Blog Category:  From the Collection
A sick man with medium skin tone lies on a bed with purple bedding and stares out with a dignified expression. The left side of his chest is misshapen and covered with a white bandage. Thick outlines define his body and highlights on his arms and face accentuate his frail frame.

In a gallery titled “The Human Comedy,” in the exhibition Alice Neel: People Come First at the Metropolitan Museum of Art, is a painting on loan from the NMWA collection, Neel’s T.B. Harlem (1940). The exhibition’s title comes from a quote by Neel (1900–1984), an artist who dedicated herself to the depiction of individuals, saying, “I have tried to assert the dignity and eternal importance of the human being.” Her commit­ment to portraying all aspects of humanity—frailty as well as strength—is distilled in this gallery, where T.B. Harlem hangs near a portrait of Neel’s dying mother, her candid portrait of a half-nude Andy Warhol, and the sardonically titled Well Baby Clinic (1928–1929), among other emotionally charged works. The exhibition text notes,

“Neel often invoked the title of Honoré de Balzac’s compendium of writings, The Human Comedy, which examines the causes and effects of human action on nineteenth-century French society. [In] 20th-cen­tury New York, Neel sought to bring Balzac’s spirit to bear on her own historical moment, documenting episodes of suffering and loss, but also strength and endurance, with unsparing candor and acute empathy.”

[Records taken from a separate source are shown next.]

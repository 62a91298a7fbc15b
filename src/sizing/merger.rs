//! Reassembles open line work into closed rings.
//!
//! Footprint outlines are often drawn as loose segments and arcs, sometimes
//! with duplicated edges or inconsistent winding. The merger chains pieces at
//! shared endpoints until no further progress is possible, running a single
//! sanitation pass when it first stalls.

use std::collections::{HashMap, HashSet};

use crate::geometry::ops::polyline_difference;
use crate::geometry::{Point, Polygon, Polyline};

use super::classifier::Classification;
use super::region::{RegionOrigin, RegionPool, ShapeClass};
use super::{CLOSURE_TOLERANCE, RECTANGLE_TOLERANCE};

/// Regions after merging, plus the line work that stayed open.
#[derive(Debug, Clone, Default, PartialEq)]
pub struct MergeOutcome {
    /// Native regions followed by merged rings.
    pub regions: RegionPool,
    /// Open line work that could not be closed.
    pub open: Vec<Polyline>,
    /// Whether the sanitation pass ran.
    pub sanitized: bool,
}

/// Runs the merge loop over the classifier's open pool.
#[must_use]
pub fn merge(classification: Classification) -> MergeOutcome {
    let Classification { mut regions, open } = classification;
    let mut pending = open;
    let mut sanitized = false;

    loop {
        let (open, closed) = close_chains(line_merge(pending));
        for (shape, class) in closed {
            regions.push(shape, RegionOrigin::MergedRing, class);
        }

        if open.len() < 2 {
            return MergeOutcome {
                regions,
                open,
                sanitized,
            };
        }

        let mut dissolved = dissolve(&open);
        if dissolved.len() < open.len() {
            pending = dissolved;
            continue;
        }

        if sanitized {
            tracing::debug!(remaining = open.len(), "Merge stalled after sanitation");
            return MergeOutcome {
                regions,
                open,
                sanitized,
            };
        }

        tracing::debug!(pieces = dissolved.len(), "Merge stalled, sanitising line work");
        sanitize(&mut dissolved);
        sanitized = true;
        pending = dissolved;
    }
}

/// Joins polylines at endpoints shared by exactly two pieces, reversing
/// pieces where needed. Closed loops come out with equal first and last
/// vertices.
#[must_use]
pub fn line_merge(lines: Vec<Polyline>) -> Vec<Polyline> {
    let lines: Vec<Polyline> = lines.into_iter().filter(|l| l.len() >= 2).collect();

    let mut nodes: HashMap<(u64, u64), Vec<usize>> = HashMap::new();
    for (i, line) in lines.iter().enumerate() {
        for end in [line.start(), line.end()].into_iter().flatten() {
            nodes.entry(end.key()).or_default().push(i);
        }
    }

    // The other unused piece meeting `at`, if the node has degree two.
    let partner = |at: Point, used: &[bool]| -> Option<usize> {
        let incident = nodes.get(&at.key())?;
        if incident.len() != 2 {
            return None;
        }
        let mut free = incident.iter().copied().filter(|&j| !used[j]);
        let first = free.next()?;
        free.next().is_none().then_some(first)
    };

    let mut used = vec![false; lines.len()];
    let mut merged = Vec::new();

    for i in 0..lines.len() {
        if used[i] {
            continue;
        }
        used[i] = true;
        let mut chain: Vec<Point> = lines[i].points().to_vec();

        while let Some(j) = chain.last().and_then(|&end| partner(end, &used)) {
            used[j] = true;
            let next = oriented_from(&lines[j], chain[chain.len() - 1]);
            chain.extend_from_slice(&next[1..]);
        }

        while let Some(j) = chain.first().and_then(|&start| partner(start, &used)) {
            used[j] = true;
            let mut prev = oriented_from(&lines[j], chain[0]);
            prev.reverse();
            prev.pop();
            prev.extend_from_slice(&chain);
            chain = prev;
        }

        merged.push(Polyline::new(chain));
    }
    merged
}

/// Vertices of `line` ordered so that they start at `from`.
fn oriented_from(line: &Polyline, from: Point) -> Vec<Point> {
    if line.start().map(Point::key) == Some(from.key()) {
        line.points().to_vec()
    } else {
        line.reversed().into_points()
    }
}

/// Splits merged chains into those that stay open and closed shapes.
///
/// Near-rectangular chains count as closed even when the closing edge is
/// missing; other chains must close within [`CLOSURE_TOLERANCE`].
fn close_chains(chains: Vec<Polyline>) -> (Vec<Polyline>, Vec<(Polygon, ShapeClass)>) {
    let mut open = Vec::new();
    let mut closed = Vec::new();

    for chain in chains {
        if chain.len() < 3 {
            open.push(chain);
            continue;
        }

        let ring_length = chain.ring_length();
        let is_closed =
            ring_length > 0.0 && (chain.length() - ring_length).abs() / ring_length < CLOSURE_TOLERANCE;

        let poly = chain.to_polygon();
        if poly.area() == 0.0 {
            open.push(chain);
        } else if poly.is_rectangular(RECTANGLE_TOLERANCE) {
            closed.push((poly, ShapeClass::Rectangle));
        } else if is_closed {
            closed.push((poly, ShapeClass::Polygon));
        } else {
            open.push(chain);
        }
    }
    (open, closed)
}

/// Explodes line work into segments, drops zero-length and duplicate
/// segments, and re-merges what is left.
fn dissolve(lines: &[Polyline]) -> Vec<Polyline> {
    let mut seen: HashSet<((u64, u64), (u64, u64))> = HashSet::new();
    let mut segments = Vec::new();
    for line in lines {
        for (a, b) in line.segments() {
            let (ka, kb) = (a.key(), b.key());
            if ka == kb {
                continue;
            }
            let key = if ka <= kb { (ka, kb) } else { (kb, ka) };
            if seen.insert(key) {
                segments.push(Polyline::segment(a, b));
            }
        }
    }
    line_merge(segments)
}

/// One-time clean-up of stalled line work.
///
/// First removes edges traced more than once (longest chains win), then
/// reverses chains that meet another chain head-to-head or tail-to-tail.
pub fn sanitize(lines: &mut Vec<Polyline>) {
    lines.sort_by(|a, b| b.length().total_cmp(&a.length()));

    let mut slots: Vec<Vec<Polyline>> = lines.drain(..).map(|l| vec![l]).collect();
    for i in 0..slots.len() {
        let (visited, rest) = slots.split_at_mut(i + 1);
        let cutters = &visited[i];
        for slot in rest.iter_mut() {
            let remainder: Vec<Polyline> = slot
                .iter()
                .flat_map(|piece| {
                    cutters.iter().fold(vec![piece.clone()], |parts, cutter| {
                        parts
                            .iter()
                            .flat_map(|part| polyline_difference(part, cutter))
                            .collect()
                    })
                })
                .collect();
            if !remainder.is_empty() && remainder != *slot {
                *slot = remainder;
            }
        }
    }
    *lines = slots.into_iter().flatten().collect();

    let mut visited = vec![false; lines.len()];
    for i in 0..lines.len() {
        visited[i] = true;
        let (Some(start), Some(end)) = (lines[i].start(), lines[i].end()) else {
            continue;
        };
        for j in 0..lines.len() {
            if visited[j] {
                continue;
            }
            let same_end = lines[j].end().map(Point::key) == Some(end.key());
            let same_start = lines[j].start().map(Point::key) == Some(start.key());
            if same_end || same_start {
                lines[j] = lines[j].reversed();
                visited[j] = true;
            }
        }
    }
}

#[cfg(test)]
mod tests {
    use super::*;

    fn p(x: f64, y: f64) -> Point {
        Point::new(x, y)
    }

    fn seg(a: (f64, f64), b: (f64, f64)) -> Polyline {
        Polyline::segment(p(a.0, a.1), p(b.0, b.1))
    }

    fn merge_lines(open: Vec<Polyline>) -> MergeOutcome {
        merge(Classification {
            regions: RegionPool::new(),
            open,
        })
    }

    #[test]
    fn line_merge_joins_reversed_pieces() {
        let merged = line_merge(vec![
            seg((0.0, 0.0), (1.0, 0.0)),
            seg((2.0, 0.0), (1.0, 0.0)),
            seg((2.0, 0.0), (2.0, 1.0)),
        ]);
        assert_eq!(merged.len(), 1);
        assert_eq!(merged[0].len(), 4);
        assert!((merged[0].length() - 3.0).abs() < 1e-12);
    }

    #[test]
    fn line_merge_stops_at_junctions() {
        // three pieces meeting at the origin stay separate
        let merged = line_merge(vec![
            seg((0.0, 0.0), (1.0, 0.0)),
            seg((0.0, 0.0), (0.0, 1.0)),
            seg((0.0, 0.0), (-1.0, 0.0)),
        ]);
        assert_eq!(merged.len(), 3);
    }

    #[test]
    fn four_segments_close_into_rectangle() {
        let out = merge_lines(vec![
            seg((0.0, 0.0), (4.0, 0.0)),
            seg((4.0, 4.0), (0.0, 4.0)),
            seg((4.0, 0.0), (4.0, 4.0)),
            seg((0.0, 4.0), (0.0, 0.0)),
        ]);
        assert!(out.open.is_empty());
        assert_eq!(out.regions.len(), 1);
        let region = out.regions.iter().next().unwrap();
        assert_eq!(region.origin(), RegionOrigin::MergedRing);
        assert_eq!(region.class(), ShapeClass::Rectangle);
        assert!((region.shape().area() - 16.0).abs() < 1e-12);
    }

    #[test]
    fn lazy_rectangle_without_closing_edge_is_closed() {
        let out = merge_lines(vec![
            seg((0.0, 0.0), (4.0, 0.0)),
            seg((4.0, 0.0), (4.0, 2.0)),
            seg((4.0, 2.0), (0.0, 2.0)),
        ]);
        assert_eq!(out.regions.len(), 1);
        assert!(out.open.is_empty());
    }

    #[test]
    fn closed_triangle_is_polygon() {
        let out = merge_lines(vec![
            seg((0.0, 0.0), (4.0, 0.0)),
            seg((4.0, 0.0), (2.0, 3.0)),
            seg((2.0, 3.0), (0.0, 0.0)),
        ]);
        assert_eq!(out.regions.iter().next().unwrap().class(), ShapeClass::Polygon);
    }

    #[test]
    fn open_arc_stays_open() {
        let out = merge_lines(vec![
            seg((0.0, 0.0), (4.0, 0.0)),
            seg((4.0, 0.0), (5.0, 3.0)),
            seg((10.0, 10.0), (11.0, 10.0)),
        ]);
        assert!(out.regions.is_empty());
        assert_eq!(out.open.len(), 2);
    }

    #[test]
    fn duplicated_edge_is_dissolved() {
        // the bottom edge is traced twice, so the corner nodes have degree 3
        let out = merge_lines(vec![
            seg((0.0, 0.0), (4.0, 0.0)),
            seg((4.0, 0.0), (0.0, 0.0)),
            seg((4.0, 0.0), (4.0, 2.0)),
            seg((4.0, 2.0), (0.0, 2.0)),
            seg((0.0, 2.0), (0.0, 0.0)),
        ]);
        assert_eq!(out.regions.len(), 1);
        // the retraced bottom edge collapses to a single leftover piece
        assert_eq!(out.open.len(), 1);
        assert!(!out.sanitized);
    }

    #[test]
    fn overlapping_trace_is_sanitised() {
        // a long edge partially retraced by a shorter, offset piece
        let out = merge_lines(vec![
            seg((0.0, 0.0), (4.0, 0.0)),
            seg((1.0, 0.0), (3.0, 0.0)),
            seg((10.0, 0.0), (10.0, 1.0)),
        ]);
        assert!(out.sanitized);
        assert!(out.regions.is_empty());
    }

    #[test]
    fn sanitize_removes_covered_part() {
        let mut lines = vec![
            seg((1.0, 0.0), (5.0, 0.0)),
            Polyline::new(vec![p(0.0, 0.0), p(0.0, 3.0), p(3.0, 3.0), p(3.0, 0.0), p(0.0, 0.0)]),
        ];
        sanitize(&mut lines);
        // the rectangle is longest; the segment loses its covered stretch [1, 3]
        assert_eq!(lines.len(), 2);
        assert_eq!(lines[1].points(), &[p(3.0, 0.0), p(5.0, 0.0)]);
    }

    #[test]
    fn sanitize_reorients_tail_to_tail() {
        let mut lines = vec![seg((0.0, 0.0), (2.0, 0.0)), seg((3.0, 1.0), (2.0, 0.0))];
        sanitize(&mut lines);
        assert_eq!(lines[1].start(), Some(p(2.0, 0.0)));
    }
}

A sick man with medium skin tone lies on a bed with purple bedding and stares out with a dignified expression. The left side of his chest is misshapen and covered with a white bandage. Thick outlines define his body and highlights on his arms and face accentuate his frail frame.
Alice Neel, T.B. Harlem, 1940; Oil on canvas, 30 x 30 in.; National Museum of Women in the Arts, Gift of Wallace and Wilhelmina Holladay; © The Estate of Alice Neel; Courtesy of the Estate of Alice Neel and David Zwirner

T.B. Harlem

The painting depicts Carlos Santiago Negrón, the brother of José Santiago Negrón, who was the father of Neel’s third child and a Puerto Rican musician. Carlos is portrayed recuper­ating from thoracoplasty, a painful tuberculosis treatment used at the time to collapse and “rest” the infected lung by removing ribs. Only 24 at the time of the painting, Carlos survived the proce­dure. While tuberculosis was a widespread disease in the 19th century, by the 20th it disproportionately affected working-class com­munities of color, particularly in cities. At the time, Neel was living in Spanish Harlem, a cul­turally rich area with a growing Puerto Rican population, but where living conditions were often close and buildings lacked critical infrastructure, leading to unhygienic circumstances.

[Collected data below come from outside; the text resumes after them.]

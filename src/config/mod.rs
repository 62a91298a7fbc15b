//! Configuration file loading and parsing.
//!
//! This module handles loading the configuration file from disk and parsing
//! it into validated, type-safe structures.
//!
//! # Configuration File Locations
//!
//! The configuration file is searched in the following order:
//!
//! 1. Path specified via `--config` CLI flag
//! 2. Default location:
//!    - **Linux/macOS:** `~/.footprint-package-sizer/config.json`
//!    - **Windows:** `%USERPROFILE%\.footprint-package-sizer\config.json`
//!
//! A missing file at the default location is not an error; the built-in
//! defaults are used instead.
//!
//! # Example Configuration
//!
//! ```json
//! {
//!     "database_path": "/data/PackageMapping.csv",
//!     "database_encoding": "utf-8",
//!     "matching": { "acceptance_threshold": 0.75 },
//!     "logging": { "level": "warn" }
//! }
//! ```

mod settings;

pub use settings::{Config, LoggingConfig, MatchingConfig};

use std::path::{Path, PathBuf};

use crate::error::ConfigError;

/// Returns the default configuration directory.
///
/// - **Linux/macOS:** `~/.footprint-package-sizer/`
/// - **Windows:** `%USERPROFILE%\.footprint-package-sizer\`
#[must_use]
pub fn default_config_dir() -> Option<PathBuf> {
    dirs::home_dir().map(|p| p.join(".footprint-package-sizer"))
}

/// Returns the platform-specific default configuration file path.
#[must_use]
pub fn default_config_path() -> Option<PathBuf> {
    default_config_dir().map(|p| p.join("config.json"))
}

/// Loads and parses the configuration file.
///
/// If `path` is `None`, uses the platform-specific default location and
/// falls back to [`Config::default`] when no file exists there.
///
/// # Errors
///
/// Returns an error if:
/// - An explicitly given configuration file does not exist
/// - The file cannot be read
/// - The JSON is malformed
/// - A field is invalid
pub fn load_config(path: Option<&Path>) -> Result<Config, ConfigError> {
    let config_path = match path {
        Some(p) if !p.exists() => {
            return Err(ConfigError::NotFound {
                path: p.to_path_buf(),
            })
        }
        Some(p) => p.to_path_buf(),
        None => match default_config_path() {
            Some(p) if p.exists() => p,
            _ => {
                tracing::debug!("No configuration file found, using defaults");
                return Ok(Config::default());
            }
        },
    };

    let contents = std::fs::read_to_string(&config_path).map_err(|e| ConfigError::ReadError {
        path: config_path.clone(),
        source: e,
    })?;

    let config: Config = serde_json::from_str(&contents).map_err(|e| ConfigError::ParseError {
        path: config_path.clone(),
        source: e,
    })?;

    config.validate()?;

    Ok(config)
}

#[cfg(test)]
mod tests {
    use super::*;

    #[test]
    fn default_config_path_exists() {
        let path = default_config_path();
        assert!(path.is_some());
        assert!(path.unwrap().ends_with(".footprint-package-sizer/config.json"));
    }

    #[test]
    fn explicit_missing_path_is_an_error() {
        let dir = tempfile::tempdir().unwrap();
        let result = load_config(Some(&dir.path().join("nope.json")));
        assert!(matches!(result, Err(ConfigError::NotFound { .. })));
    }

    #[test]
    fn load_and_validate_file() {
        let dir = tempfile::tempdir().unwrap();
        let path = dir.path().join("config.json");
        std::fs::write(&path, r#"{ "matching": { "acceptance_threshold": 0.9 } }"#).unwrap();
        let config = load_config(Some(&path)).unwrap();
        assert!((config.matching.acceptance_threshold - 0.9).abs() < f64::EPSILON);

        std::fs::write(&path, r#"{ "matching": { "acceptance_threshold": -1 } }"#).unwrap();
        assert!(matches!(
            load_config(Some(&path)),
            Err(ConfigError::ValidationError { .. })
        ));
    }
}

The suffering Carlos, depicted by Neel in dark, somber colors, has been likened to a martyr, due to his personal travails and the symbolism of his pose. His hand gestures to his wound, a common iconographical device in Renaissance religious imagery, recalling the resur­rected Christ displaying the spear gash in his side. Neel’s work is peppered with such pur­poseful art historical references.

Were she alive today, Neel would undoubtedly be an activist, as she was during her lifetime, for members of marginalized communities whom the wheels of capitalism often crush. Through her art, Neel captured the pathos of her sitters using unblended brush­strokes and expressive colors. She painted portraits at a time when abstraction reigned, and only in recent years has gained wider recognition for her impact on 20th-century art. This exhibition rightly claims Neel as one of the most radical painters of her time.


Alice Neel: People Come First is on view at the Metropolitan Museum of Art, New York City (through August 1, 2021); Guggenheim Museum Bilbao, Spain (September 17, 2021–January 23, 2022); and the Fine Arts Museums of San Francisco (March 12–July 10, 2022).